Chrono - 两个时间点之间的差异，以毫秒为单位？

Question

How can I get (using the std::chrono library) the difference between two points in time in milliseconds?

I could do that using this:

std::chrono::time_point<std::chrono::system_clock> now = std::chrono::system_clock::now();

std::chrono::time_point<std::chrono::system_clock> foo = now + std::chrono::milliseconds(100);

std::chrono::duration<float> difference = foo - now;

const int milliseconds = difference.count() * 1000;

How can I get this time in milliseconds, so I can use the duration as a unsigned int, and not a float and then multiply by 1000?

Answer 1

std::chrono::duration has two template parameters, the second being exactly the unit of measure. You can invoke std::chrono::duration_cast to cast from one duration type to another.

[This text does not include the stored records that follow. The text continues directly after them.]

//! Metrics and Monitoring Adapters
//!
//! Provides Prometheus metrics export and health check endpoints
//! (/live, /ready) via axum 0.7.

pub mod health;
pub mod prometheus;

pub use health::{HealthServer, HealthState};
pub use prometheus::MetricsRegistry;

Also, there is a predefined duration type for milliseconds: std::chrono::milliseconds . Composing this together:

auto milliseconds = std::chrono::duration_cast<std::chrono::milliseconds>(foo - now);

To get the actual number of milliseconds, use duration::count :

auto ms = milliseconds.count();

Its return type is duration::rep , which for standard duration types like std::chrono::milliseconds is a signed integer of unspecified size.

Answer 2

chrono::duration_cast<chrono::milliseconds>(end_time - start_time).count()

Answer 3

http://www.cplusplus.com/reference/chrono/duration_cast/

std::chrono::duration_cast<std::chrono::milliseconds>();

Answer 4

I had issues with the duration printing out with letters like e-09. Here's how I fixed it:

auto start = std::chrono::high_resolution_clock::now();
< run your function or code here >
auto finish = std::chrono::high_resolution_clock::now();
std::chrono::duration<double, std::milli> elapsed = finish - start;
std::cout << "Elapsed Time: " << elapsed.count() << " seconds" << std::endl;

And now I get desired results:

Elapsed Time: 34.406 seconds